Fatty acid composition of tarwi seed
| Fatty Acid | Petroleum Ether | Hexene | Ethanol |
|---|---|---|---|
| C14:0 (myristic acid) | 0.13 ± 0.04 | 0.12 ± 0.01 | 0.13 ± 0.03 |
| C16:0 (palmitic acid) | 8.43 ± 0.11 | 8.69 ± 0.68 | 8.57 ± 0.52 |
| C16:1 (palmitoleic acid) | 0.20 ± 0.03 | 0.21 ± 0.02 | 0.21 ± 0.01 |
| C18:0 (stearic acid) | 5.17 ± 0.11 | 5.59 ± 0.37 | 4.75 ± 0.11 |
| C18:1-n9 (oleic acid) | 62.49 ± 0.80 | 55.02 ± 1.31 * | 62.03 ± 1.60 |
| C18:2-n6 (linoleic acid) | 21.57 ± 0.35 | 28.15 ± 1.64 * | 21.79 ± 1.33 |
| C18:3-n3 (α-linolenic acid) | 1.04 ± 0.07 | 1.11 ± 0.08 | 1.42± 0.18 |
| C21:0 (henicosanoic acid) | 0.96 ± 0.03 | 0.79 ± 0.17 | 0.89 ± 0.05 |
| C20:1-n9 (cis-11-eicosenoic acid) | ND | 0.10 ± 0.80 | 0.11 ± 0.01 |
| C23:0 (tricosanoic acid) | ND | 0.22 ± 0.70 | ND |
| C22:1-n9 (erucic acid) | ND | ND | 0.11 ± 0.01 |
| Total number of fatty acids extracted | 8 | 10 | 10 |

ND = not detected. * Values in the same row differ significantly (p < 0.05).

As with all Lupinus spp., L. mutabilis produces compounds called Bandas de Lupinus albus doce (BLADs).
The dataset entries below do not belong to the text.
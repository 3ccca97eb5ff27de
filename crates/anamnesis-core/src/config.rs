use figment::{
    providers::{Env, Format, Toml},
    Figment,
};
use serde::{Deserialize, Serialize};

pub const DEFAULT_GATEWAY_PORT: u16 = 8201;
pub const DEFAULT_BIND: &str = "127.0.0.1";
pub const DEFAULT_INGEST_INTERVAL_SECS: u64 = 2;
pub const DEFAULT_INGEST_BATCH_SIZE: usize = 20;
pub const DEFAULT_MIN_SUMMARY_BATCH: usize = 20;
pub const DEFAULT_RECALL_BUDGET_CHARS: usize = 50_000;
pub const DEFAULT_RECALL_DEADLINE_MS: u64 = 500;

/// Top-level config (`anamnesis.toml` + `ANAMNESIS_*` env overrides).
#[derive(Debug, Clone, Serialize, Deserialize)]
pub struct AnamnesisConfig {
    pub gateway: GatewayConfig,
    #[serde(default)]
    pub database: DatabaseConfig,
    #[serde(default)]
    pub texture: TextureConfig,
    #[serde(default)]
    pub anchors: AnchorsConfig,
    #[serde(default)]
    pub ingest: IngestConfig,
    #[serde(default)]
    pub recall: RecallConfig,
    #[serde(default)]
    pub providers: ProvidersConfig,
}

impl Default for AnamnesisConfig {
    fn default() -> Self {
        Self {
            gateway: GatewayConfig {
                port: DEFAULT_GATEWAY_PORT,
                bind: DEFAULT_BIND.to_string(),
            },
            database: DatabaseConfig::default(),
            texture: TextureConfig::default(),
            anchors: AnchorsConfig::default(),
            ingest: IngestConfig::default(),
            recall: RecallConfig::default(),
            providers: ProvidersConfig::default(),
        }
    }
}

#[derive(Debug, Clone, Serialize, Deserialize)]
pub struct GatewayConfig {
    #[serde(default = "default_gateway_port")]
    pub port: u16,
    #[serde(default = "default_bind")]
    pub bind: String,
}

#[derive(Debug, Clone, Serialize, Deserialize)]
pub struct DatabaseConfig {
    /// SQLite file backing L1 (raw capture), L4 (crystals) and L5 (inventory).
    #[serde(default = "default_db_path")]
    pub path: String,
}

impl Default for DatabaseConfig {
    fn default() -> Self {
        Self {
            path: default_db_path(),
        }
    }
}

#[derive(Debug, Clone, Serialize, Deserialize)]
pub struct TextureConfig {
    /// SurrealDB connection string. `mem://` for tests, `rocksdb://<path>` for
    /// a persisted on-disk store, or an address for a standalone `surrealdb`
    /// service.
    #[serde(default = "default_texture_endpoint")]
    pub endpoint: String,
    #[serde(default = "default_texture_ns")]
    pub namespace: String,
    #[serde(default = "default_texture_db")]
    pub database: String,
    /// Minimum duplicate canonical nodes before a dedup merge is triggered.
    #[serde(default = "default_dedup_threshold")]
    pub dedup_threshold: usize,
}

impl Default for TextureConfig {
    fn default() -> Self {
        Self {
            endpoint: default_texture_endpoint(),
            namespace: default_texture_ns(),
            database: default_texture_db(),
            dedup_threshold: default_dedup_threshold(),
        }
    }
}

#[derive(Debug, Clone, Serialize, Deserialize)]
pub struct AnchorsConfig {
    /// Directory of curated markdown word-photos. The on-disk file is the
    /// source of truth; the index is rebuilt from it.
    #[serde(default = "default_anchors_dir")]
    pub directory: String,
}

impl Default for AnchorsConfig {
    fn default() -> Self {
        Self {
            directory: default_anchors_dir(),
        }
    }
}

#[derive(Debug, Clone, Serialize, Deserialize)]
pub struct IngestConfig {
    #[serde(default = "default_ingest_interval")]
    pub interval_secs: u64,
    #[serde(default = "default_ingest_batch_size")]
    pub batch_size: usize,
    #[serde(default = "default_ingest_max_batch_size")]
    pub max_batch_size: usize,
    #[serde(default = "default_ingest_slow_latency_ms")]
    pub slow_latency_ms: u64,
    #[serde(default = "default_max_reconnect_attempts")]
    pub max_reconnect_attempts: u32,
}

impl Default for IngestConfig {
    fn default() -> Self {
        Self {
            interval_secs: default_ingest_interval(),
            batch_size: default_ingest_batch_size(),
            max_batch_size: default_ingest_max_batch_size(),
            slow_latency_ms: default_ingest_slow_latency_ms(),
            max_reconnect_attempts: default_max_reconnect_attempts(),
        }
    }
}

#[derive(Debug, Clone, Serialize, Deserialize)]
pub struct RecallConfig {
    #[serde(default = "default_limit_per_layer")]
    pub limit_per_layer: usize,
    #[serde(default = "default_budget_chars")]
    pub budget_chars: usize,
    #[serde(default = "default_soft_deadline_ms")]
    pub soft_deadline_ms: u64,
    /// How many raw recent turns to prepend in `startup` mode.
    #[serde(default = "default_startup_window")]
    pub startup_window: usize,
}

impl Default for RecallConfig {
    fn default() -> Self {
        Self {
            limit_per_layer: default_limit_per_layer(),
            budget_chars: default_budget_chars(),
            soft_deadline_ms: default_soft_deadline_ms(),
            startup_window: default_startup_window(),
        }
    }
}

#[derive(Debug, Clone, Serialize, Deserialize, Default)]
pub struct ProvidersConfig {
    /// The completions provider used for entity extraction and
    /// summarization prompts. The engine never calls it itself — see
    /// `anamnesis-texture`/`anamnesis-crystals` contracts, which hand back a
    /// prompt for the caller to execute.
    pub completions: Option<CompletionsProviderConfig>,
    /// The embeddings provider used by L2 and L3 for vector similarity.
    pub embeddings: Option<EmbeddingsProviderConfig>,
}

#[derive(Debug, Clone, Serialize, Deserialize)]
pub struct CompletionsProviderConfig {
    pub api_key: String,
    #[serde(default = "default_anthropic_base_url")]
    pub base_url: String,
    #[serde(default = "default_model")]
    pub model: String,
}

#[derive(Debug, Clone, Serialize, Deserialize)]
pub struct EmbeddingsProviderConfig {
    pub api_key: String,
    #[serde(default = "default_openai_base_url")]
    pub base_url: String,
    #[serde(default = "default_embedding_model")]
    pub model: String,
}

fn default_gateway_port() -> u16 {
    DEFAULT_GATEWAY_PORT
}
fn default_bind() -> String {
    DEFAULT_BIND.to_string()
}
fn default_db_path() -> String {
    format!("{}/anamnesis.db", claude_home())
}
fn default_texture_endpoint() -> String {
    format!("rocksdb://{}/texture.db", claude_home())
}
fn default_texture_ns() -> String {
    "anamnesis".to_string()
}
fn default_texture_db() -> String {
    "texture".to_string()
}
fn default_dedup_threshold() -> usize {
    5
}
fn default_anchors_dir() -> String {
    format!("{}/anchors", entity_path())
}
fn default_ingest_interval() -> u64 {
    DEFAULT_INGEST_INTERVAL_SECS
}
fn default_ingest_batch_size() -> usize {
    DEFAULT_INGEST_BATCH_SIZE
}
fn default_ingest_max_batch_size() -> usize {
    200
}
fn default_ingest_slow_latency_ms() -> u64 {
    4_000
}
fn default_max_reconnect_attempts() -> u32 {
    5
}
fn default_limit_per_layer() -> usize {
    5
}
fn default_budget_chars() -> usize {
    DEFAULT_RECALL_BUDGET_CHARS
}
fn default_soft_deadline_ms() -> u64 {
    DEFAULT_RECALL_DEADLINE_MS
}
fn default_startup_window() -> usize {
    20
}
fn default_model() -> String {
    "claude-sonnet-4-6".to_string()
}
fn default_anthropic_base_url() -> String {
    "https://api.anthropic.com".to_string()
}
fn default_openai_base_url() -> String {
    "https://api.openai.com".to_string()
}
fn default_embedding_model() -> String {
    "text-embedding-3-small".to_string()
}

fn claude_home() -> String {
    std::env::var("CLAUDE_HOME").unwrap_or_else(|_| {
        let home = std::env::var("HOME").unwrap_or_else(|_| ".".to_string());
        format!("{home}/.anamnesis")
    })
}

fn entity_path() -> String {
    std::env::var("ENTITY_PATH").unwrap_or_else(|_| claude_home())
}

impl AnamnesisConfig {
    /// Load config from a TOML file with `ANAMNESIS_*` env var overrides.
    ///
    /// Checks, in order: explicit path argument, then
    /// `$CLAUDE_HOME/anamnesis.toml`.
    pub fn load(config_path: Option<&str>) -> crate::error::Result<Self> {
        let path = config_path
            .map(String::from)
            .unwrap_or_else(default_config_path);

        let config: AnamnesisConfig = Figment::new()
            .merge(Toml::file(&path))
            .merge(Env::prefixed("ANAMNESIS_").split("_"))
            .extract()
            .map_err(|e| crate::error::ApiError::new(crate::error::ErrorKind::Internal, e.to_string()))?;

        Ok(config)
    }
}

fn default_config_path() -> String {
    format!("{}/anamnesis.toml", claude_home())
}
Also, as with the rest of the genus, it produces oligomers called BLAD-containing oligomers (BCOs). BCOs have a fungicidal action with multiple MoAs. BCOs were previously classified by the Fungicide Resistance Action Committee into group M 12, but are as of 2021 in group BM 01 (short for "Biological, Multiple modes of action").

Wild populations of L. mutabilis contain toxic, bitter quinolizidine alkaloids. Cultivars also contain QAs but at much lower levels thanks to breeding programs begun in Germany in the 1930s.

=== Green manure and soil improver ===

L. mutabilis can fix nitrogen from the air. Therefore, succeeding cultures can profit from 60 to 140 kg of nitrogen per hectare. Incorporation in the flowering stage leads to a higher quantity of organic matter and an improved soil structure.